Monday, October 31, 2005


Amplified harp tone tip – channel jumping.

By the Tone Chaperone

I blow harp through a Victoria Bassman clone that I bought from Stoop Down about a year ago. A damn fine amp, it’s a clone of the classic 1959 Fender Bassman amp that was a flop as a bass amp but became very popular with guitarists. The original Fenders are collectors items now – originally costing about $340, these amps in very good condition are selling for over $4,000 these days.

The Bassman is also a great harp amp. In fact, it’s kind of unusual to see pro blues harp players not using a Fender Bassman or a reasonable facsimile. With 45 watts of power and four ten-inch speakers, this amp can deliver the big, fat harp tone that has been heard on gazillions of blues recordings.

Like most gearheads, I’m always fooling around with my amp, mics, cords, etc. in the never-ending quest to improve my tone. I recently discovered that, by jumping the two channels in my Victoria, I can sort of supercharge my sound. I guess this is a trick that guitar players have known about for ages. Here’s how it’s done:

1. Plug the mic cord into the No. 1 jack of the Normal channel.

2. Plug one end of a patch cord into the No. 2 jack of the Normal channel.

3. Plug the other end of the patch cord into the No. 1 jack of the Bright channel.

Now the Volume controls on both channels are active and affect the volume and tone of the amp. This seems to add more punch and presence to an already great sounding amp. The channels can also be jumped the other way - that is, from the Bright to the Normal channel. I really dig this sound and patch the channels together on my amp all the time now.


Normal to Bright channel jump.

However, channel jumping might not work too well for a rookie harp player having the usual problems with feedback. Getting the two volume controls balanced will be a lot easier for an experienced player with good mic technique.

Next up: I’m probably going to replace the Chinese and Russian tubes in the Victoria with New Old Stock (NOS) tubes. I’ll keep you posted.

Thanks and a tip of the hat to Nick Carnavalli for hipping me to the channel jumping technique. For an excellent reference on Fender amplifiers, check out “Fender Amps – The First Fifty Years” by John Teagle and John Sprung. Good stuff!

2 comments:

Ray Beltran said...

I can attest to the benefits of this "trick". And I know several other cats who jump channels, too. While both channels do interact at some point since they share the same preamp tube, jumping can achieve desireable results much sooner on the volume knobs. Which, by the way, "go to 12. It's 2 louder than 10."

While I'm at it, let me say this... everytime I've heard Mike perform, he's had a HUGE sound. I first heard him play at a Harmonica Blowoff in Portland. When he took the stage and blew the first few notes, his superior tone was evident to all. And he was in the company of some pretty big "dogs", too. Part of it's due to jumping channels, part of it's due to his gorgeous Vicky... but mostly it's due to his great tone.

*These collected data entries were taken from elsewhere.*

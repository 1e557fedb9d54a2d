//! Canvas rendering of the cover sheet
//!
//! This module handles:
//! - Raster surfaces sized from the sheet dimensions
//! - Drawing panel artwork into its placed rectangle
//! - Preview guide overlays and their measurement labels

mod canvas;
mod glyphs;
mod guides;
mod surface;

pub use canvas::render;
pub use surface::{RasterSurface, Resolution};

Check this out... look carefully at how his tone controls are set up. Go ahead... I'll wait...

No, that photo is NOT doctored up. He's actually using more treble than bass! And that's usually as high as he's got the Vicky turned up! A word of warning to rookies... DON'T TRY THIS AT HOME!!! I know there are some who will say it's "all wrong", or that it's "backwards."

But wait til you hear the cat. Then, and only then, will you know... this boy's the real deal.

Mike Lynch said...

Ray - Thanks for the kind words!

Ray is a terrific harp player that helped us out on the recent Superharp Showcase in Pioneer Square. I will be publishing a writeup of that show in the next couple of days.